Concerns and ideas about data sharing
Mette Kalager publishes an article on concerns about data sharing in The New England Journal of Medicine. In the article, Kalager proposes solutions on how to make data sharing a success.
Head of the Clinical Effectiveness Group Mette Kalager published a letter to the editor on data sharing in The New England Journal of Medicine.
The International Committee of Medical Journal Editors (ICMJE) recently announced data-sharing requirements for member journals. Among the issues that were raised, is giving adequate academic credit to the people who design clinical trials, enroll and treat patients, and curate the resulting data. Head of the Clinical Effectiveness Group at the University of Oslo, Mette Kalager (with co-authors Adami and Bretthauer), has published a reply to the new requirements. She has some concerns:
– Data-sharing requirements may discourage researchers from initiating and participating in clinical trials. Our personal experience has been that such trials require a long-term commitment of both time and resources, says Kalager.

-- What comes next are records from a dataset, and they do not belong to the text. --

use rl_domain::config::{Config, ConfigSeverity};

/// Run all diagnostic checks and print a summary.
///
/// Returns `Ok(true)` when every check passes, `Ok(false)` when at least
/// one check failed.
pub async fn run(config: &Config, config_path: &str) -> anyhow::Result<bool> {
    println!("relayd doctor");
    println!("=============\n");

    let mut all_passed = true;

    // 1. Config file
    check_config_file(config_path, &mut all_passed);

    // 2. Config validation
    check_config_validation(config, &mut all_passed);

    // 3. Data directory (C1 Store Gateway)
    check_data_dir(config, &mut all_passed);

    // 4. Agent backend launcher (C2 Agent Transport)
    check_resolvable("Agent backend launcher", &config.agent_backend.command, &mut all_passed);

    // 5. Sandbox launcher (C3), optional
    check_sandbox_launcher(config, &mut all_passed);

    // 6. Auxiliary LLM provider (informational only)
    check_llm_provider(config);

    // 7. Listening port free
    check_port_free(config, &mut all_passed).await;

    // Summary
    println!();
    if all_passed {
        println!("All checks passed.");
    } else {
        println!("Some checks failed. Review the output above.");
    }

    Ok(all_passed)
}

// ── Individual checks ─────────────────────────────────────────────────

fn check_config_file(config_path: &str, all_passed: &mut bool) {
    let exists = std::path::Path::new(config_path).exists();
    print_check(
        "Config file exists",
        exists,
        if exists {
            config_path.to_owned()
        } else {
            format!("{config_path} not found (using defaults)")
        },
    );
    if !exists {
        *all_passed = false;
    }
}

fn check_config_validation(config: &Config, all_passed: &mut bool) {
    let issues = config.validate();
    let error_count = issues
        .iter()
        .filter(|e| e.severity == ConfigSeverity::Error)
        .count();

    if issues.is_empty() {
        print_check("Config validation", true, "no issues".into());
    } else {
        print_check(
            "Config validation",
            error_count == 0,
            format!("{} issue(s) ({} error(s))", issues.len(), error_count),
        );
        for issue in &issues {
            println!("      {issue}");
        }
        if error_count > 0 {
            *all_passed = false;
        }
    }
}

fn check_data_dir(config: &Config, all_passed: &mut bool) {
    let path = std::path::Path::new(&config.data_dir);
    if let Err(e) = std::fs::create_dir_all(path) {
        print_check("Data directory", false, format!("{}: {e}", path.display()));
        *all_passed = false;
        return;
    }
    let probe = path.join(".relayd_doctor_probe");
    let writable = std::fs::write(&probe, b"probe").is_ok();
    let _ = std::fs::remove_file(&probe);

    print_check(
        "Data directory",
        writable,
        if writable {
            format!("{} (writable)", path.display())
        } else {
            format!("{} (not writable)", path.display())
        },
    );
    if !writable {
        *all_passed = false;
    }
}

/// Resolves `command` either as an absolute/relative path or by searching
/// `PATH`, the same resolution a shell does before `exec`.
fn resolve_on_path(command: &str) -> bool {
    if command.is_empty() {
        return false;
    }
    if command.contains(std::path::MAIN_SEPARATOR) {
        return std::path::Path::new(command).is_file();
    }
    std::env::var_os("PATH")
        .map(|paths| {
            std::env::split_paths(&paths).any(|dir| dir.join(command).is_file())
        })
        .unwrap_or(false)
}

fn check_resolvable(name: &str, command: &str, all_passed: &mut bool) {
    if command.is_empty() {
        print_check(name, false, "not configured".into());
        *all_passed = false;
        return;
    }
    let ok = resolve_on_path(command);
    print_check(
        name,
        ok,
        if ok {
            command.to_owned()
        } else {
            format!("{command} (not found on PATH)")
        },
    );
    if !ok {
        *all_passed = false;
    }
}

fn check_sandbox_launcher(config: &Config, all_passed: &mut bool) {
    if config.sandbox.launcher_command.is_empty() {
        print_check("Sandbox launcher", true, "disabled (no launcher_command configured)".into());
        return;
    }
    check_resolvable("Sandbox launcher", &config.sandbox.launcher_command, all_passed);
}

fn check_llm_provider(config: &Config) {
    match &config.llm.provider {
        Some(p) => print_check("Auxiliary LLM provider", true, format!("{} ({:?})", p.id, p.kind)),
        None => print_check(
            "Auxiliary LLM provider",
            true,
            "none configured (appraisal/synthesis fall back to heuristics)".into(),
        ),
    }
}

async fn check_port_free(config: &Config, all_passed: &mut bool) {
    let addr = format!("{}:{}", config.server.host, config.server.port);
    let ok = tokio::net::TcpListener::bind(&addr).await.is_ok();
    print_check(
        "Listening port free",
        ok,
        if ok {
            addr
        } else {
            format!("{addr} (already in use)")
        },
    );
    if !ok {
        *all_passed = false;
    }
}

// ── Formatting helper ─────────────────────────────────────────────────

fn print_check(name: &str, passed: bool, detail: String) {
    let status = if passed { "PASS" } else { "FAIL" };
    println!("  [{status}] {name}: {detail}");
}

Kalager proposes a new model for giving academic credits, in order to motivate researchers to take on large clinical trials:
– Given researchers’ concerns about their own competitiveness and academic advancement, one answer to the ICMJE call for giving academic credit to data generators is to introduce a new class of contributor on the title page of published articles that derive from the secondary analysis of extant data: “data generator.” For this approach to succeed, scientific databases such as PubMed and Medline would therefore need to create new categories of authorship for such articles: “data generators” and “analytic authors", says Kalager.

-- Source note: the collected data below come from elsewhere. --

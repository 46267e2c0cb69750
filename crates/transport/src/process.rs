//! Subprocess transport to the agent backend.
//!
//! Grounded on `mcp-client::transport::StdioTransport`: spawn a child over
//! piped stdio, write newline-delimited JSON to stdin, read newline-
//! delimited JSON from stdout, skip non-JSON lines (the agent backend may
//! interleave logging on stdout) up to a bound before declaring it broken.
//! Unlike the MCP transport this is not request/response — one prompt is
//! written, then the backend streams [`AgentEvent`]s until `done` or
//! `error`. It isn't purely one-shot either: the permission round-trip
//! (spec.md §4.1, §4.4) needs a write back into a running turn, so stdin
//! is kept open rather than shut down after the prompt, and
//! `send_permission_response` writes one reply line when a
//! `PermissionRequest` event arrives.

use std::path::Path;
use std::sync::atomic::{AtomicBool, Ordering};

use serde::Serialize;
use tokio::io::{AsyncBufReadExt, AsyncWriteExt, BufReader};
use tokio::process::{Child, ChildStdin, ChildStdout};
use tokio::sync::Mutex;

use rl_domain::error::{Error, Result};

use crate::config::AgentBackendConfig;
use crate::event::AgentEvent;

/// Lines that don't parse as an `AgentEvent` are skipped (logging leaking
/// onto stdout); give up after this many in a row.
const MAX_SKIP_LINES: usize = 1000;

/// Reply to a `PermissionRequest` event, written back to the backend's
/// stdin as a single JSON line (spec.md §4.1/§4.4).
#[derive(Debug, Clone, Serialize)]
#[serde(tag = "type", rename_all = "snake_case")]
pub enum PermissionReply {
    Allow {
        request_id: String,
        tool_input: serde_json::Value,
    },
    Deny {
        request_id: String,
        message: String,
    },
}

/// One subprocess invocation of the agent backend: a single prompt in,
/// a stream of [`AgentEvent`]s out, with permission replies written back
/// in as the broker resolves them.
pub struct AgentProcess {
    child: Mutex<Child>,
    stdin: Mutex<ChildStdin>,
    stdout: Mutex<BufReader<ChildStdout>>,
    alive: AtomicBool,
}

impl AgentProcess {
    /// Spawn the backend in `working_dir` and write `prompt` to its stdin.
    /// When `resume_session_id` is set and the config names a
    /// `resume_arg`, the backend is asked to attach to that prior session
    /// instead of starting fresh.
    pub async fn spawn(
        config: &AgentBackendConfig,
        working_dir: &Path,
        prompt: &str,
        resume_session_id: Option<&str>,
    ) -> Result<Self> {
        let mut cmd = tokio::process::Command::new(&config.command);
        cmd.args(&config.args)
            .current_dir(working_dir)
            .stdin(std::process::Stdio::piped())
            .stdout(std::process::Stdio::piped())
            .stderr(std::process::Stdio::piped());

        for (key, value) in &config.env {
            cmd.env(key, value);
        }

        if let (Some(flag), Some(session_id)) = (&config.resume_arg, resume_session_id) {
            cmd.arg(flag).arg(session_id);
        }

        let mut child = cmd
            .spawn()
            .map_err(|e| Error::Transport(format!("failed to spawn agent backend: {e}")))?;

        let mut stdin = child
            .stdin
            .take()
            .ok_or_else(|| Error::Transport("failed to capture agent backend stdin".into()))?;
        let stdout = child
            .stdout
            .take()
            .ok_or_else(|| Error::Transport("failed to capture agent backend stdout".into()))?;

        stdin
            .write_all(prompt.as_bytes())
            .await
            .map_err(Error::Io)?;
        stdin.write_all(b"\n").await.map_err(Error::Io)?;
        stdin.flush().await.map_err(Error::Io)?;
        // Stdin stays open (not shut down) so `send_permission_response`
        // can write back into the same turn.

        Ok(Self {
            child: Mutex::new(child),
            stdin: Mutex::new(stdin),
            stdout: Mutex::new(BufReader::new(stdout)),
            alive: AtomicBool::new(true),
        })
    }

    /// Answer a `PermissionRequest` event by writing one JSON line to the
    /// backend's stdin. Called by the broker once the Permission Arbiter
    /// (C4) resolves the request, whether by explicit response, timeout,
    /// or connection close (spec.md §4.4).
    pub async fn send_permission_response(
        &self,
        request_id: &str,
        allowed: bool,
        tool_input: Option<serde_json::Value>,
        message: Option<String>,
    ) -> Result<()> {
        let reply = if allowed {
            PermissionReply::Allow {
                request_id: request_id.to_string(),
                tool_input: tool_input.unwrap_or(serde_json::Value::Null),
            }
        } else {
            PermissionReply::Deny {
                request_id: request_id.to_string(),
                message: message.unwrap_or_else(|| "Permission denied".into()),
            }
        };
        let line = serde_json::to_string(&reply)
            .map_err(|e| Error::Transport(format!("failed to encode permission reply: {e}")))?;
        let mut stdin = self.stdin.lock().await;
        stdin.write_all(line.as_bytes()).await.map_err(Error::Io)?;
        stdin.write_all(b"\n").await.map_err(Error::Io)?;
        stdin.flush().await.map_err(Error::Io)
    }

    /// Read the next event, or `None` once the stream has ended cleanly
    /// (the caller should already have seen a `done`/`error` event by
    /// then; `None` covers the case of a backend that exits silently).
    pub async fn next_event(&self) -> Result<Option<AgentEvent>> {
        if !self.alive.load(Ordering::SeqCst) {
            return Ok(None);
        }
        let mut stdout = self.stdout.lock().await;
        let mut skipped = 0usize;
        loop {
            let mut line = String::new();
            let bytes_read = stdout
                .read_line(&mut line)
                .await
                .map_err(Error::Io)?;
            if bytes_read == 0 {
                self.alive.store(false, Ordering::SeqCst);
                return Ok(None);
            }
            let trimmed = line.trim();
            if trimmed.is_empty() {
                continue;
            }
            match serde_json::from_str::<AgentEvent>(trimmed) {
                Ok(event) => {
                    if event.is_terminal() {
                        self.alive.store(false, Ordering::SeqCst);
                    }
                    return Ok(Some(event));
                }
                Err(_) => {
                    skipped += 1;
                    if skipped >= MAX_SKIP_LINES {
                        self.alive.store(false, Ordering::SeqCst);
                        return Err(Error::Transport(
                            "agent backend produced too many non-event lines on stdout".into(),
                        ));
                    }
                    tracing::debug!(line = %trimmed, "skipping non-event line from agent backend stdout");
                }
            }
        }
    }

    pub fn is_alive(&self) -> bool {
        self.alive.load(Ordering::SeqCst)
    }

    /// Cancellation: kill the child process. The agent backend has no
    /// graceful interrupt signal in this contract, so the broker treats a
    /// killed process the same as an unexpected exit and emits `cancelled`
    /// itself rather than waiting on a `done` that will never arrive.
    pub async fn interrupt(&self) -> Result<()> {
        self.alive.store(false, Ordering::SeqCst);
        let mut child = self.child.lock().await;
        child.start_kill().map_err(Error::Io)
    }

    pub async fn wait(&self) -> Result<std::process::ExitStatus> {
        let mut child = self.child.lock().await;
        child.wait().await.map_err(Error::Io)
    }
}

Kalager proposes that data sharing, as shown by “data generator” authorship, should count for promotions, grant applications, and ranking of researchers (e.g., the h-index).
Protect planned projects
Kalager also underlines the importance of protecting future projects in clinical trials.

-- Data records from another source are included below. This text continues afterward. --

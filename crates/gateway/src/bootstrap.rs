//! AppState construction and background-task spawning extracted from
//! `main.rs`, the same split the teacher uses so `serve` and one-shot CLI
//! commands (`doctor`) can boot the full runtime without necessarily
//! spawning the tick loops.

use std::path::PathBuf;
use std::sync::Arc;
use std::time::Duration;

use rl_appraisal::{AppraisalRegistry, DecayContext, StimulusEntry, TimeOfDay};
use rl_broker::Broker;
use rl_consolidation::{ConsolidationScheduler, NoopWorker};
use rl_domain::config::{Config, ConfigSeverity};
use rl_providers::registry::ProviderRegistry;
use rl_queue::WorkQueue;
use rl_sandbox::SandboxSupervisor;
use rl_store::StoreGateway;
use rl_swarm::autonomous::AutonomousRunConfig;
use rl_swarm::orchestrator::OrchestratorConfig;
use rl_swarm::SwarmOrchestrator;
use rl_transport::config::AgentBackendConfig;

use crate::state::{default_occ_profile, AppState};

/// Validate config, initialize every subsystem in dependency order and
/// return a fully-wired [`AppState`]. Shared by `relayd serve` and
/// `relayd doctor` (the latter builds state but never calls
/// [`spawn_background_tasks`] or binds a socket).
pub async fn build_app_state(config: Arc<Config>) -> anyhow::Result<AppState> {
    // ── Config validation ────────────────────────────────────────────
    let issues = config.validate();
    for issue in &issues {
        match issue.severity {
            ConfigSeverity::Warning => tracing::warn!("config: {issue}"),
            ConfigSeverity::Error => tracing::error!("config: {issue}"),
        }
    }
    if issues.iter().any(|i| i.severity == ConfigSeverity::Error) {
        anyhow::bail!(
            "config validation failed with {} error(s)",
            issues
                .iter()
                .filter(|i| i.severity == ConfigSeverity::Error)
                .count()
        );
    }

    // ── C1 Store Gateway ─────────────────────────────────────────────
    let store = Arc::new(StoreGateway::open(std::path::Path::new(&config.data_dir))?);
    tracing::info!(data_dir = %config.data_dir, "store gateway ready");

    // ── Auxiliary LLM provider ───────────────────────────────────────
    let providers = ProviderRegistry::from_config(&config.llm)?;
    if providers.is_empty() {
        tracing::warn!("no auxiliary LLM provider configured; appraisal and swarm synthesis fall back to heuristics");
    } else {
        tracing::info!("auxiliary LLM provider ready");
    }
    let provider = providers.provider();
    let llm = Arc::new(providers);

    // ── C3 Sandbox Supervisor ────────────────────────────────────────
    let sandbox = Arc::new(SandboxSupervisor::new(
        store.clone(),
        Duration::from_secs(config.sandbox.idle_timeout_secs),
    ));
    tracing::info!(
        idle_timeout_secs = config.sandbox.idle_timeout_secs,
        "sandbox supervisor ready"
    );

    // ── C2 Agent Transport launch config ─────────────────────────────
    let agent_backend = agent_backend_config(&config);

    // ── C10 Work Queue ────────────────────────────────────────────────
    let queue = Arc::new(WorkQueue::new(store.clone(), config.queue.default_priority));
    tracing::info!("work queue ready");

    // ── C9 Swarm Orchestrator ─────────────────────────────────────────
    let fallback_working_dir = PathBuf::from(&config.data_dir);
    let swarm = SwarmOrchestrator::new(
        store.clone(),
        agent_backend.clone(),
        sandbox.clone(),
        queue.clone(),
        provider.clone(),
        OrchestratorConfig {
            summary_threshold_chars: config.appraisal.summary_threshold_chars,
            autonomous: AutonomousRunConfig {
                poll_interval: Duration::from_millis(config.swarm.autonomous_poll_ms),
                default_idle_timeout: Duration::from_secs(config.swarm.default_idle_timeout_secs),
                default_max_tasks: config.swarm.default_max_tasks,
            },
            default_working_dir: fallback_working_dir.clone(),
        },
    );
    tracing::info!("swarm orchestrator ready");

    // ── C7/C8 Appraisal / Decay Engine ───────────────────────────────
    let appraisal = Arc::new(AppraisalRegistry::new(
        store.clone(),
        provider.clone(),
        default_occ_profile(),
        config.appraisal.clone(),
    ));
    tracing::info!("appraisal registry ready");

    // ── C11 Consolidation Scheduler ───────────────────────────────────
    let consolidation = Arc::new(ConsolidationScheduler::new(
        store.clone(),
        Arc::new(NoopWorker),
        &config.consolidation,
    ));
    tracing::info!("consolidation scheduler ready");

    // ── C4-C6 Session Broker (Event Log + Permission Arbiter) ────────
    // spec.md §4.1 step 8 ("C7 buffer stimulus"): route each completed
    // turn's text into the session's `EmotionManager` without `rl-broker`
    // depending on `rl-appraisal` directly.
    let stimulus_appraisal = appraisal.clone();
    let stimulus_sink: rl_broker::StimulusSink = Arc::new(move |session_id, stimulus_type, payload, context| {
        let manager = stimulus_appraisal.get_or_create(session_id);
        manager.buffer_stimulus(StimulusEntry {
            stimulus_type,
            payload,
            context,
        });
    });
    let broker = Arc::new(Broker::new(
        store.clone(),
        sandbox.clone(),
        agent_backend,
        fallback_working_dir,
        config.broker.max_event_log,
        Duration::from_millis(config.broker.permission_timeout_ms),
        Some(stimulus_sink),
    ));
    tracing::info!("session broker ready");

    // ── Admin token ────────────────────────────────────────────────────
    let admin_token = std::env::var(&config.admin.token_env).ok();
    if admin_token.is_none() {
        tracing::warn!(
            env = %config.admin.token_env,
            "admin token env var unset; admin endpoints disabled"
        );
    }

    Ok(AppState {
        config,
        store,
        llm,
        sandbox,
        broker,
        appraisal,
        swarm,
        queue,
        consolidation,
        admin_token,
    })
}

/// Field-for-field mapping from the config-layer mirror section to
/// `rl_transport`'s real `AgentBackendConfig` (no dependency cycle lets
/// the two share a type, see `rl_domain::config::rl_transport_config`'s
/// doc comment).
pub fn agent_backend_config(config: &Config) -> AgentBackendConfig {
    let section = &config.agent_backend;
    AgentBackendConfig {
        command: section.command.clone(),
        args: section.args.clone(),
        env: section.env.clone(),
        resume_arg: section.resume_arg.clone(),
        startup_timeout_ms: section.startup_timeout_ms,
    }
}

/// Spawns the long-running tick loops (spec.md §4.3 sandbox reaper,
/// §4.7/§4.8 decay tick, §5 consolidation tick). Only called for the
/// `serve` path — `doctor` builds an `AppState` without ever starting
/// these loops.
pub fn spawn_background_tasks(state: &AppState) {
    // ── C3 sandbox idle reaper ────────────────────────────────────────
    {
        let sandbox = state.sandbox.clone();
        let tick = Duration::from_secs(state.config.sandbox.reaper_tick_secs.max(30));
        tokio::spawn(async move {
            let mut interval = tokio::time::interval(tick);
            loop {
                interval.tick().await;
                match sandbox.reap_idle() {
                    Ok(reaped) if !reaped.is_empty() => {
                        tracing::info!(count = reaped.len(), "reaped idle sandboxes");
                    }
                    Ok(_) => {}
                    Err(err) => tracing::warn!(error = %err, "sandbox reaper tick failed"),
                }
            }
        });
    }

    // ── C8 appraisal decay tick ───────────────────────────────────────
    {
        let appraisal = state.appraisal.clone();
        let tick = Duration::from_secs(state.config.appraisal.decay_tick_secs.max(1));
        tokio::spawn(async move {
            let mut interval = tokio::time::interval(tick);
            loop {
                interval.tick().await;
                appraisal.tick_decay(&current_decay_context());
            }
        });
    }

    // ── C11 consolidation tick ────────────────────────────────────────
    {
        let consolidation = state.consolidation.clone();
        let tick = Duration::from_secs(state.config.consolidation.poll_secs.max(60));
        tokio::spawn(async move {
            let mut interval = tokio::time::interval(tick);
            loop {
                interval.tick().await;
                match consolidation.tick().await {
                    Ok(Some(run)) => tracing::info!(run_id = %run.id, "consolidation run completed"),
                    Ok(None) => {}
                    Err(err) => tracing::warn!(error = %err, "consolidation tick failed"),
                }
            }
        });
    }
}

/// Derives a [`DecayContext`] from wall-clock time for the background
/// tick. No per-session presence/engagement signal is plumbed through
/// the tick loop (spec.md §4.8 leaves ambient decay context to the
/// caller), so this uses neutral defaults for everything the clock
/// can't tell us.
pub fn current_decay_context() -> DecayContext {
    use chrono::Timelike;
    let hour = chrono::Local::now().hour();
    let time_of_day = match hour {
        5..=11 => TimeOfDay::Morning,
        12..=17 => TimeOfDay::Afternoon,
        18..=22 => TimeOfDay::Evening,
        _ => TimeOfDay::Night,
    };
    DecayContext {
        is_user_present: false,
        is_user_engaged: false,
        recent_emotional_activity: 0.0,
        environmental_stress: 0.0,
        social_support: 0.5,
        time_of_day,
        personality_stability: 0.5,
    }
}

– We propose that original investigators be required to specify and continuously update future projects in the trial record in the clinical trial registry. Investigators should be able to reject requests for data sharing that compete with planned or ongoing projects.
Despite these concerns, Kalager is welcoming the new requirements on data sharing:
– We welcome the ICMJE data-sharing initiative. It will allow cost-effective use of resources and benefit patients by fostering new ideas. However, to make data sharing a success, we now need to redefine how academic credit is parceled out; we think that “data generator” is an idea whose time has come.